Vedigundu Pasangge is a 2018 Tamil language comedy-drama film from Malaysia. It was the final instalment of Pasangge trilogy film series after Vilayaatu Pasange (2011), and Vetti Pasanga (2014). Vimala Perumal directed the movie with an ensemble cast including Sangeeta Krishnasamy, Denes Kumar, David Anthony, and Thangamani Velayuda. Music and background music were scored by composer duo Vivek–Mervin.

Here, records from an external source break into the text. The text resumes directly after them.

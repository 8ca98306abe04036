//! The interactive command loop.
//!
//! Plain lines are voice commands routed to the hub; lines starting with
//! `:` are meta-commands for inspecting the hub itself.

use std::fs;
use std::path::Path;

use hearth_foundation::Result;

use crate::demo::DEMO_SCRIPT;
use crate::editor::{LineEditor, ReadResult, RustylineEditor};
use crate::hub::{CommandHub, CommandOutcome};

/// The interactive REPL.
pub struct Repl<E: LineEditor = RustylineEditor> {
    /// The line editor for input.
    editor: E,

    /// The hub commands are routed to.
    hub: CommandHub,

    /// Whether to show the welcome banner.
    show_banner: bool,

    /// Whether to print the parse trace after every command.
    trace_mode: bool,

    /// Primary prompt.
    prompt: String,
}

impl Repl<RustylineEditor> {
    /// Creates a new REPL with the default rustyline editor.
    ///
    /// # Errors
    ///
    /// Returns an error if the editor fails to initialize.
    pub fn new() -> Result<Self> {
        let editor = RustylineEditor::new()?;
        Ok(Self::with_editor(editor))
    }
}

impl<E: LineEditor> Repl<E> {
    /// Creates a new REPL with the given editor.
    pub fn with_editor(editor: E) -> Self {
        Self {
            editor,
            hub: CommandHub::new(),
            show_banner: true,
            trace_mode: false,
            prompt: "hearth> ".to_string(),
        }
    }

    /// Sets the hub for this REPL.
    #[must_use]
    pub fn with_hub(mut self, hub: CommandHub) -> Self {
        self.hub = hub;
        self
    }

    /// Disables the welcome banner.
    #[must_use]
    pub const fn without_banner(mut self) -> Self {
        self.show_banner = false;
        self
    }

    /// Enables printing the parse trace after every command.
    #[must_use]
    pub const fn with_trace_mode(mut self) -> Self {
        self.trace_mode = true;
        self
    }

    /// Returns a reference to the hub.
    #[must_use]
    pub const fn hub(&self) -> &CommandHub {
        &self.hub
    }

    /// Returns a mutable reference to the hub.
    pub fn hub_mut(&mut self) -> &mut CommandHub {
        &mut self.hub
    }

    /// Runs the REPL loop.
    ///
    /// # Errors
    ///
    /// Returns an error if reading input fails fatally.
    pub fn run(&mut self) -> Result<()> {
        if self.show_banner {
            self.print_banner();
        }

        loop {
            let prompt = self.prompt.clone();
            match self.editor.read_line(&prompt)? {
                ReadResult::Eof => break,
                ReadResult::Interrupted => continue,
                ReadResult::Line(input) => {
                    let trimmed = input.trim().to_string();
                    if trimmed.is_empty() {
                        continue;
                    }
                    self.editor.add_history(&trimmed);
                    if !self.eval_line(&trimmed)? {
                        break;
                    }
                }
            }
        }

        println!("\nGoodbye!");
        Ok(())
    }

    /// Runs every command in a file, one per line, printing each outcome.
    ///
    /// Blank lines and lines starting with `#` are skipped.
    ///
    /// # Errors
    ///
    /// Returns an error if the file cannot be read.
    pub fn eval_file(&mut self, path: &Path) -> Result<()> {
        let script = fs::read_to_string(path)?;
        for line in script.lines() {
            let trimmed = line.trim();
            if trimmed.is_empty() || trimmed.starts_with('#') {
                continue;
            }
            self.submit(trimmed)?;
        }
        Ok(())
    }

    /// Evaluates one line. Returns `Ok(false)` to exit the loop.
    fn eval_line(&mut self, line: &str) -> Result<bool> {
        if let Some(meta) = line.strip_prefix(':') {
            return self.eval_meta(meta);
        }
        self.submit(line)?;
        Ok(true)
    }

    /// Routes a voice command to the hub and prints the outcome.
    fn submit(&mut self, command: &str) -> Result<()> {
        println!("> {command}");
        match self.hub.new_command(command)? {
            CommandOutcome::Dispatched(report) => println!("  {report}"),
            CommandOutcome::NoMatch => println!("  no match"),
        }
        if self.trace_mode {
            self.print_trace();
        }
        Ok(())
    }

    /// Evaluates a `:` meta-command. Returns `Ok(false)` to exit.
    fn eval_meta(&mut self, meta: &str) -> Result<bool> {
        match meta.trim() {
            "devices" => {
                for device in self.hub.registry().iter() {
                    println!("  {} ({})", device.nickname(), device.kind());
                }
            }
            "trace" => self.print_trace(),
            "demo" => {
                for command in DEMO_SCRIPT {
                    self.submit(command)?;
                }
            }
            "help" => Self::print_help(),
            "quit" => return Ok(false),
            other => println!("unknown command :{other} (try :help)"),
        }
        Ok(true)
    }

    fn print_trace(&self) {
        match self.hub.last_trace() {
            Some(trace) => print!("{trace}"),
            None => println!("no command parsed yet"),
        }
    }

    fn print_banner(&self) {
        println!("Hearth {} - voice command hub", env!("CARGO_PKG_VERSION"));
        println!(
            "{} device(s) connected. Type a command, or :help.",
            self.hub.registry().len()
        );
    }

    fn print_help() {
        println!(
            "Commands:
  <free-form voice command>   e.g. Alexa! Turn-off kitchen lights.
  :devices                    list connected devices
  :trace                      print the last command's parse trace
  :demo                       run the demo command script
  :help                       this text
  :quit                       exit (also Ctrl+D)"
        );
    }
}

The film had a limited release on 26 July 2018, in Malaysia, Singapore, Sri Lanka, Tamil Nadu and United Kingdom. Vedigundu Pasangge became the first Malaysian Tamil language film to pass the RM  million mark, and went on to surpass Maindhan (2014) to emerge as the highest grossing Tamil Malaysian film of all time. 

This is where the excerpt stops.